_Provided data_:
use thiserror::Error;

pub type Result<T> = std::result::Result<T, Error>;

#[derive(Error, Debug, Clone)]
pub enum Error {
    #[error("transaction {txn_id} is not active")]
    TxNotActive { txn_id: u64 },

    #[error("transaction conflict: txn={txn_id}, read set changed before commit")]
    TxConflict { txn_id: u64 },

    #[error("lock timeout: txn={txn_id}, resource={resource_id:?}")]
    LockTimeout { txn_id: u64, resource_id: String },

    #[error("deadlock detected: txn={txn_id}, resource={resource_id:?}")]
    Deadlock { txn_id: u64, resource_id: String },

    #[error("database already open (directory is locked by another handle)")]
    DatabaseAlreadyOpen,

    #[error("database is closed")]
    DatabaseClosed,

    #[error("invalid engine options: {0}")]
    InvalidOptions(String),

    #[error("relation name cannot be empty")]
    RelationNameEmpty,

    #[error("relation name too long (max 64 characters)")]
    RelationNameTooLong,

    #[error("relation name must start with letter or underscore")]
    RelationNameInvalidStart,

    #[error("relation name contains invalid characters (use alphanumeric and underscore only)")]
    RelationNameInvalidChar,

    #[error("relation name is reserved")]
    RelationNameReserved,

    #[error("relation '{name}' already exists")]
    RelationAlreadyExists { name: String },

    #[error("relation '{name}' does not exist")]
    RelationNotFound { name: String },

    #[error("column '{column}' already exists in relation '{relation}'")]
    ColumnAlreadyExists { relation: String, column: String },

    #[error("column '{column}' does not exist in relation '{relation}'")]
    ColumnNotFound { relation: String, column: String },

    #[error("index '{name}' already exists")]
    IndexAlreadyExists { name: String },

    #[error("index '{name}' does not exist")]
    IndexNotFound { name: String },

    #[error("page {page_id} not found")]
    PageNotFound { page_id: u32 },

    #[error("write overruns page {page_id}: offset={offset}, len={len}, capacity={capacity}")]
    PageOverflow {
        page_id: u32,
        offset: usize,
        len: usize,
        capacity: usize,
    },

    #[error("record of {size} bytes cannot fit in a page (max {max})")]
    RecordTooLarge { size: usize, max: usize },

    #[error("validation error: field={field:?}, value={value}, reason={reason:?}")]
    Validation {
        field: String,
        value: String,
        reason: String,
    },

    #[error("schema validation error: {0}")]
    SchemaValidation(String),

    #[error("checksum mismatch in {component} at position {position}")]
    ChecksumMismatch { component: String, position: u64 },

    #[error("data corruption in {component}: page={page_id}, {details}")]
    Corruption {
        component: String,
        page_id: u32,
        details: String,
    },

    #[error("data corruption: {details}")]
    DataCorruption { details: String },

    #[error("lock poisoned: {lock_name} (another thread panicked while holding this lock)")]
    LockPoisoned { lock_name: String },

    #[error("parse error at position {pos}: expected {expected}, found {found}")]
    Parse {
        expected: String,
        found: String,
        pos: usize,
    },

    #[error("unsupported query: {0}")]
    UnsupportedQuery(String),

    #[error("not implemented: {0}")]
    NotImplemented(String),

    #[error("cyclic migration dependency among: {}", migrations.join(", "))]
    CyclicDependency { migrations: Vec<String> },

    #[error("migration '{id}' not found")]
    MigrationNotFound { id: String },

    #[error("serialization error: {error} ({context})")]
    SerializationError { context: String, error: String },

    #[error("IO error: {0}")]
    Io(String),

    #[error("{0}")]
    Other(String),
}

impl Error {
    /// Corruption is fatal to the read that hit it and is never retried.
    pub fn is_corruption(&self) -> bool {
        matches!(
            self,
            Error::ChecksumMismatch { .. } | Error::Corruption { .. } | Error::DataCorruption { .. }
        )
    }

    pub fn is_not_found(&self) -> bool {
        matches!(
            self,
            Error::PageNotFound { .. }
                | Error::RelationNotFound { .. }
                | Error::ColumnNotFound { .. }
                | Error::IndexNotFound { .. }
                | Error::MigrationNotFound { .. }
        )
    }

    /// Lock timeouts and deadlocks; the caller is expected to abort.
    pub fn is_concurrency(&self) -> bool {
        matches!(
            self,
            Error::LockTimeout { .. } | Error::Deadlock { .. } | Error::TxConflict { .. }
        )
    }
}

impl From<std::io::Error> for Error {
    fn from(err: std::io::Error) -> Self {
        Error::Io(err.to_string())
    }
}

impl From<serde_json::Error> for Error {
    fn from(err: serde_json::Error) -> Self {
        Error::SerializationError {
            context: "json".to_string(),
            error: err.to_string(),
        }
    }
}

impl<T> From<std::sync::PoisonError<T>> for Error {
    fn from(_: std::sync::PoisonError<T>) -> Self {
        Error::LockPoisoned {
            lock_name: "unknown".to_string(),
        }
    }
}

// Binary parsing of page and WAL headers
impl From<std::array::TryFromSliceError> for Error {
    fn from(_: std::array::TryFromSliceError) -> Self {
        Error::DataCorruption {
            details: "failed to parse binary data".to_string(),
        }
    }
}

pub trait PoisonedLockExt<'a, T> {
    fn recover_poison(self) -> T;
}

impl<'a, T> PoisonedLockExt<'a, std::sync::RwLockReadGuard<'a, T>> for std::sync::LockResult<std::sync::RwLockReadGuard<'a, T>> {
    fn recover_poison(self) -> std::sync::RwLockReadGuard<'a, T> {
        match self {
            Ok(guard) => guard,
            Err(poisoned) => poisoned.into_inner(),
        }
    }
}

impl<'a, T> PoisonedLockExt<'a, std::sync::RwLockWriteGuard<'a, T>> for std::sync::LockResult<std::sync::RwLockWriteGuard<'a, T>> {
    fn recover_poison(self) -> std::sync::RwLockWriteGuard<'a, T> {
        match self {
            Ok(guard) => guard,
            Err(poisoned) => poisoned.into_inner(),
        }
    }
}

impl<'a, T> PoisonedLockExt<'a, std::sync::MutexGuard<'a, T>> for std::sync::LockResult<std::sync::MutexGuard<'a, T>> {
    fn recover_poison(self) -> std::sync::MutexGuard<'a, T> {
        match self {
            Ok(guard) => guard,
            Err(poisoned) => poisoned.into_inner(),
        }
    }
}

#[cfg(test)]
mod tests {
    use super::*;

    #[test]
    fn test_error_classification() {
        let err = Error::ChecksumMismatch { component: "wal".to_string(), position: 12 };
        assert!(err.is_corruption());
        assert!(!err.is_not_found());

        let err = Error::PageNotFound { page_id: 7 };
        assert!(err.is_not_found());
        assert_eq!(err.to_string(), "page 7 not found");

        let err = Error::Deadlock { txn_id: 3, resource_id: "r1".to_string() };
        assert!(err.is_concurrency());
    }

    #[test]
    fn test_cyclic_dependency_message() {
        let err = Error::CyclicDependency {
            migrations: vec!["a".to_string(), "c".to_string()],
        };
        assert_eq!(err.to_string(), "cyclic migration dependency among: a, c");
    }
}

---

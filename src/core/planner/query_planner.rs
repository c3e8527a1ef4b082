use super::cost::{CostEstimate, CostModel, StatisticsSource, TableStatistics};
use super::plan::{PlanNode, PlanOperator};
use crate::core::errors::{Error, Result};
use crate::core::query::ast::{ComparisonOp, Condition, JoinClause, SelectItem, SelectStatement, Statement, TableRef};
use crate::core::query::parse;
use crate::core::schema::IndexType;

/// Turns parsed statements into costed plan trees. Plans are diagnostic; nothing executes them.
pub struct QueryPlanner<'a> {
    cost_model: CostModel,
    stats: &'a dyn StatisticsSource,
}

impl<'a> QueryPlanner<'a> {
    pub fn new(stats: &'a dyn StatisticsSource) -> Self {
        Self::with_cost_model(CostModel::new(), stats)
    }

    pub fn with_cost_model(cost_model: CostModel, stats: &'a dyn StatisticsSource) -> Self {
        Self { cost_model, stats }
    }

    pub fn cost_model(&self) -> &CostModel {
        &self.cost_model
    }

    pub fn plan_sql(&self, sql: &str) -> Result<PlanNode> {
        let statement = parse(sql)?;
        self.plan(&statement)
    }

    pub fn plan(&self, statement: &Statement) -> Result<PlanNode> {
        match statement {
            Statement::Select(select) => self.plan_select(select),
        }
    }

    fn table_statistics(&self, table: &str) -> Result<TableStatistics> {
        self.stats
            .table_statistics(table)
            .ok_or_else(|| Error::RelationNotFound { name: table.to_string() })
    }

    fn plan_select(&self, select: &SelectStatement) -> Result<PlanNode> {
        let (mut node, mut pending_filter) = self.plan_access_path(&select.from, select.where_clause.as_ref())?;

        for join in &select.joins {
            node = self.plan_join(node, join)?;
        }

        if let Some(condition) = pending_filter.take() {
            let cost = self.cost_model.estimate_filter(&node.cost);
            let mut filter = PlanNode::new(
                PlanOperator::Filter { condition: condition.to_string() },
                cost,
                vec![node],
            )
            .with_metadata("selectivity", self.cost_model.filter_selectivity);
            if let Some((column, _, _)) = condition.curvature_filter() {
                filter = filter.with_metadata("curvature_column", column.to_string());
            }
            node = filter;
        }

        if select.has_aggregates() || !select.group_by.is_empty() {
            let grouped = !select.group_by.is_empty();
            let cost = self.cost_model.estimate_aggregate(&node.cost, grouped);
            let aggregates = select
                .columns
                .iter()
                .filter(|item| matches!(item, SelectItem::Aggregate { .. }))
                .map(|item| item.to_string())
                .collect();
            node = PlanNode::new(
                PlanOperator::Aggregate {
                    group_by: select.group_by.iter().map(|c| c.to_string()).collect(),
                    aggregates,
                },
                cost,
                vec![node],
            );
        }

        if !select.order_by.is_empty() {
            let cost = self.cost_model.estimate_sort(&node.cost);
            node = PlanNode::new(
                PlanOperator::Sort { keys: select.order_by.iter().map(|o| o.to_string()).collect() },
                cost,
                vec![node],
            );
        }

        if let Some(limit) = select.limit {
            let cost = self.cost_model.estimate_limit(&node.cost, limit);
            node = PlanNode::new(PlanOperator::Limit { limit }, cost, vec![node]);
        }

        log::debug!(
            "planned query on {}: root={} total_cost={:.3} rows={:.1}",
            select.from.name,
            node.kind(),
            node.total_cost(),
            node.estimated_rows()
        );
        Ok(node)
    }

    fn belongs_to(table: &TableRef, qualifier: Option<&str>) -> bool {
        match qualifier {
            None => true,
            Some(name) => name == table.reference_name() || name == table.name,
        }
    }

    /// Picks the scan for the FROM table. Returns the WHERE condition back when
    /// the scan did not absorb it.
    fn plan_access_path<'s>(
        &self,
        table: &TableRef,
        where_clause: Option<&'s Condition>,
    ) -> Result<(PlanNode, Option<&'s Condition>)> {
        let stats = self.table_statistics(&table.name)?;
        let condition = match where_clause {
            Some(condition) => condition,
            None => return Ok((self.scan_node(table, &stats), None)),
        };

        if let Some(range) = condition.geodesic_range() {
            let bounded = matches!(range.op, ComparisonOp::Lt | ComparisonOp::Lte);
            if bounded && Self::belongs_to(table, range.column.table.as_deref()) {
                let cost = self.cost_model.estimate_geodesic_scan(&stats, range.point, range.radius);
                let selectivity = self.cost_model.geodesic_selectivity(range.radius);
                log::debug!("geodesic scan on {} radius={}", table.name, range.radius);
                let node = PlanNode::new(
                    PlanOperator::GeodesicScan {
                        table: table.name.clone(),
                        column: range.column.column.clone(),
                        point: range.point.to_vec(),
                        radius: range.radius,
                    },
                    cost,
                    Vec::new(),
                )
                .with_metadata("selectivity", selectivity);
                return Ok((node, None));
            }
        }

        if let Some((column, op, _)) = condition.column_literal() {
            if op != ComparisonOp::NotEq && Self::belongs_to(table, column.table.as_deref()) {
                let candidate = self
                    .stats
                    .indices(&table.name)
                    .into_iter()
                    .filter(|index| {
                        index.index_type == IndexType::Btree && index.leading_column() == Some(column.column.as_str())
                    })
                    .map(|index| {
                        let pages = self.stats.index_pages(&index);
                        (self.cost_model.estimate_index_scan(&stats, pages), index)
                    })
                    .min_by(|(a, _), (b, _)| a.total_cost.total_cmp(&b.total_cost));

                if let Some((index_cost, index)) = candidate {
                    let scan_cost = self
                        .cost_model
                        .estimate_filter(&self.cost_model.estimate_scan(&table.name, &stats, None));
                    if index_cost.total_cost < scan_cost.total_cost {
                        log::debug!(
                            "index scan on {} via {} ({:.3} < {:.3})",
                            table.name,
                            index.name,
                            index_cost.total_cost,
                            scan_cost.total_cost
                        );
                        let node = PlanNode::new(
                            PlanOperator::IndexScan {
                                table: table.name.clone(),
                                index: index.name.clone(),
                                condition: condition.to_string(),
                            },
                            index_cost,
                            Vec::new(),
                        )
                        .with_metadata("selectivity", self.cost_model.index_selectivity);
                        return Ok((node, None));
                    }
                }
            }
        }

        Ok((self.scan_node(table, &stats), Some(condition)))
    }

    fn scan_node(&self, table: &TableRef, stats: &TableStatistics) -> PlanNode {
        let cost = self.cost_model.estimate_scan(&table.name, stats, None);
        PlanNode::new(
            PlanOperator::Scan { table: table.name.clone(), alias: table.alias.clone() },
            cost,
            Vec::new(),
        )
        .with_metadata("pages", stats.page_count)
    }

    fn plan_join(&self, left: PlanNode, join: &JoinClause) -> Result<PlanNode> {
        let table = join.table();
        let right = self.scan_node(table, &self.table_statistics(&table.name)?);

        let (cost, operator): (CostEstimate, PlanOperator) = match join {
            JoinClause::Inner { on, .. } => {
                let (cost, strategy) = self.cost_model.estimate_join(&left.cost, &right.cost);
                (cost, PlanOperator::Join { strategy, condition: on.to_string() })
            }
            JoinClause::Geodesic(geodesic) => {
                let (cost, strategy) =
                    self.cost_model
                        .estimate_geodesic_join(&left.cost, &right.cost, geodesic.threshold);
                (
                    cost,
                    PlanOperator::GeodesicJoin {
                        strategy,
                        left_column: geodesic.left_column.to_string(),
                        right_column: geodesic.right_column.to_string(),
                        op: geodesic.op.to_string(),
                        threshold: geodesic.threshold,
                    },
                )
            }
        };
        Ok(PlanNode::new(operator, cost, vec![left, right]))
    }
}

==

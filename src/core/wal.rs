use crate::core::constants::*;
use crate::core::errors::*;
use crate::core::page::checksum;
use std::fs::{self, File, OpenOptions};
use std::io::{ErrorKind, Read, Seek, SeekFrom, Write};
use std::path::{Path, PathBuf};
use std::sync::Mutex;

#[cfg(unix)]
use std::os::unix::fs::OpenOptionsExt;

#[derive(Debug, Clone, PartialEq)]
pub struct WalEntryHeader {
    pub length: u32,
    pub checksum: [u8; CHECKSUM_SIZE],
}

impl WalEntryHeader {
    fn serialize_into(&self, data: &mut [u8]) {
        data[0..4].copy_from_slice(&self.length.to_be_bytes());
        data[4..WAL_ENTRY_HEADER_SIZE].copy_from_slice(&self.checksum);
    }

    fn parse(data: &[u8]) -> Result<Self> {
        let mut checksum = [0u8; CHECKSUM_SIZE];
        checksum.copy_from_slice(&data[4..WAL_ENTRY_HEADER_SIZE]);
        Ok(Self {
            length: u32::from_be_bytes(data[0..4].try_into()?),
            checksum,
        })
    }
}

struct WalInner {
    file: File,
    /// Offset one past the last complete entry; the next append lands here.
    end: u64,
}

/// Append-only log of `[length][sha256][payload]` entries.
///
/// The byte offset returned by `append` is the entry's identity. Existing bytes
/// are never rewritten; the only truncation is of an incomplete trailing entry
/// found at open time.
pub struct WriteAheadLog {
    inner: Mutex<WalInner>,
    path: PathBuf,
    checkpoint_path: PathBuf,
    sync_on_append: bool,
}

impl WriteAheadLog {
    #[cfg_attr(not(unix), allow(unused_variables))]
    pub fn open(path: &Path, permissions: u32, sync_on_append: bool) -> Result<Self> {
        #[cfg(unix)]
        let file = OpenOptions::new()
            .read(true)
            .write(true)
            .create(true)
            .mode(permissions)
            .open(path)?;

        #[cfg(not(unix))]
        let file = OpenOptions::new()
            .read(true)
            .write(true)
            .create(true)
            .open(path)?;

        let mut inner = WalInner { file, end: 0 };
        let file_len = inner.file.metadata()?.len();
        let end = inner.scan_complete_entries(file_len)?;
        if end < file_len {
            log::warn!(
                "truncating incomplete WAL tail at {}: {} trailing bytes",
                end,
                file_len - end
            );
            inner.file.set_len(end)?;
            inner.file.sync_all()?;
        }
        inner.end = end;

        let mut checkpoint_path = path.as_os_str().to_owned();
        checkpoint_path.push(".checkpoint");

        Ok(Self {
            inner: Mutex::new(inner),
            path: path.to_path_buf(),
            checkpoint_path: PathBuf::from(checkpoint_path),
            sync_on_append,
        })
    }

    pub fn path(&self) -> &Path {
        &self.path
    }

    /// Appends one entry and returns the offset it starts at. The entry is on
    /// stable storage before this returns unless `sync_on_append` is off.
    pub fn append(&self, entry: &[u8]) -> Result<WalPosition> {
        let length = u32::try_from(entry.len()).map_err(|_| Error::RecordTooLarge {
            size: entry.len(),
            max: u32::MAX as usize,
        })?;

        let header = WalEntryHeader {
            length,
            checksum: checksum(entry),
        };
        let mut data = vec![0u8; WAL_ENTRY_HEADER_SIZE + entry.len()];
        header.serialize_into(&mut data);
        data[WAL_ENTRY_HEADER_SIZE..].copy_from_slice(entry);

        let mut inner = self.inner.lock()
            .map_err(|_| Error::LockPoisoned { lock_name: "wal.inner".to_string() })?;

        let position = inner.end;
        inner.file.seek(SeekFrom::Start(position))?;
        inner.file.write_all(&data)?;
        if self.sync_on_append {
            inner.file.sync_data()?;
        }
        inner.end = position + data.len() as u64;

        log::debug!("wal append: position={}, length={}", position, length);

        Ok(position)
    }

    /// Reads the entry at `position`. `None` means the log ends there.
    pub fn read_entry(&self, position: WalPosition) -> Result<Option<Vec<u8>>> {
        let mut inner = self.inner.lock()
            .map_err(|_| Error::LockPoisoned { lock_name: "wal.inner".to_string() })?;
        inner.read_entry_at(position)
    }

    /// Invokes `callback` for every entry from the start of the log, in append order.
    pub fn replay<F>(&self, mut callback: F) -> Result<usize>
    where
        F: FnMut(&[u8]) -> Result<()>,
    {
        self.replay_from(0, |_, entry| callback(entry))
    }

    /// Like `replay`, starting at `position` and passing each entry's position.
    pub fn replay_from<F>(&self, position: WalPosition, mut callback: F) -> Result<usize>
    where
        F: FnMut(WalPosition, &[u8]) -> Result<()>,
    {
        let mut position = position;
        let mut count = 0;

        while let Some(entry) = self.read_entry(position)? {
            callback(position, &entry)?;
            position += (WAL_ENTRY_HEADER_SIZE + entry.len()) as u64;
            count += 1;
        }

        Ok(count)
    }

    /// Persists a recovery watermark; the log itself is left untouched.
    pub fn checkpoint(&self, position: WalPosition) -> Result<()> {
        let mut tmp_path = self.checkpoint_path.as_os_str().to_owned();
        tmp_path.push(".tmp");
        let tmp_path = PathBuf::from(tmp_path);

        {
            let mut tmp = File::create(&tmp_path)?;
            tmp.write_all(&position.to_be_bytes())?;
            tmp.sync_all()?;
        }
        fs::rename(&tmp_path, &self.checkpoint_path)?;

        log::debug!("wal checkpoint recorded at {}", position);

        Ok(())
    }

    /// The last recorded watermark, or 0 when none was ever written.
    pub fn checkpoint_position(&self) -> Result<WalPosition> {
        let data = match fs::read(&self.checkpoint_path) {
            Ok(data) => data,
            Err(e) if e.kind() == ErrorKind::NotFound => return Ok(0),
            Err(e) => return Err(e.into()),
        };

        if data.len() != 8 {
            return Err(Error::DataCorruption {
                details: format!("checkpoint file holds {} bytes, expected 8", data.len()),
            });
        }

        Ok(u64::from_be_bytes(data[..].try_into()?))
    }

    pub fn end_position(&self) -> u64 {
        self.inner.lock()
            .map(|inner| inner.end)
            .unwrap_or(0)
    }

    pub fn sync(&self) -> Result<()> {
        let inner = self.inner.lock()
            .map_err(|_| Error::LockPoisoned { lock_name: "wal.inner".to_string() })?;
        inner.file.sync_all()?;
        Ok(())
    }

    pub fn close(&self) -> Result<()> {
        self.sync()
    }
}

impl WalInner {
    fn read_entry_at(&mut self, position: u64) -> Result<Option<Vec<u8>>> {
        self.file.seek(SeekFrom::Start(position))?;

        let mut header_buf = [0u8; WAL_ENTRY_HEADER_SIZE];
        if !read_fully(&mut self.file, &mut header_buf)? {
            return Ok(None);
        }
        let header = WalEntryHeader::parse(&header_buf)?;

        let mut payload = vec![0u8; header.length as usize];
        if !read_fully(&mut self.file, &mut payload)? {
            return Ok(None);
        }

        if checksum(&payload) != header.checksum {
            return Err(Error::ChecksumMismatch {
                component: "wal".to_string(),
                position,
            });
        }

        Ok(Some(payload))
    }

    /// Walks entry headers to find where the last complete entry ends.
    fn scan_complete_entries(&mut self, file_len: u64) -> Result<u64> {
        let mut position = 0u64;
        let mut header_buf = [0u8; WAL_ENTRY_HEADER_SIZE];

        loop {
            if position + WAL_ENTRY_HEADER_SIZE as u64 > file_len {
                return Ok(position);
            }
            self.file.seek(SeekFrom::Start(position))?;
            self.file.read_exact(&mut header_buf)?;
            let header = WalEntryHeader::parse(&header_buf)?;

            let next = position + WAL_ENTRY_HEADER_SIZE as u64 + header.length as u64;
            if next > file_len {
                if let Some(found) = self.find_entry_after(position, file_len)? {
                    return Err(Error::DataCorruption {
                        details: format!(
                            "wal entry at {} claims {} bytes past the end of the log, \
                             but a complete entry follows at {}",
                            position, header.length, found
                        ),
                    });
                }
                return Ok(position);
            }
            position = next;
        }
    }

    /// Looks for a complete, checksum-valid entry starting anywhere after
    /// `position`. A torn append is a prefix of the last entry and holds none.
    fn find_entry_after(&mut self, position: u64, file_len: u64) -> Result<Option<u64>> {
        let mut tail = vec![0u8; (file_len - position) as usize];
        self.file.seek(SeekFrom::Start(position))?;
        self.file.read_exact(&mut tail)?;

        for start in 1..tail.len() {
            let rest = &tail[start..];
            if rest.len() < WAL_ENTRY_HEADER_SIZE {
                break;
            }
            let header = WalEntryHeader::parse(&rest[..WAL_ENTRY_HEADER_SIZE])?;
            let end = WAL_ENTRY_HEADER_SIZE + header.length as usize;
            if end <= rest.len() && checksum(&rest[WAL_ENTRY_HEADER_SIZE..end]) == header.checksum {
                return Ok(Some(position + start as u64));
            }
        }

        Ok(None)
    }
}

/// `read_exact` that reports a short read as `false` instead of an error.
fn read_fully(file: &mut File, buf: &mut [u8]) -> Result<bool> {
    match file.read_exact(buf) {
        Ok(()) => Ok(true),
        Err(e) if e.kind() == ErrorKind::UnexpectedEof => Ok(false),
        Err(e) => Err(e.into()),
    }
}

_The problem_:
Check each line above for the word "trailing" and copy the ones that have it.

_Result_:
/// are never rewritten; the only truncation is of an incomplete trailing entry
                "truncating incomplete WAL tail at {}: {} trailing bytes",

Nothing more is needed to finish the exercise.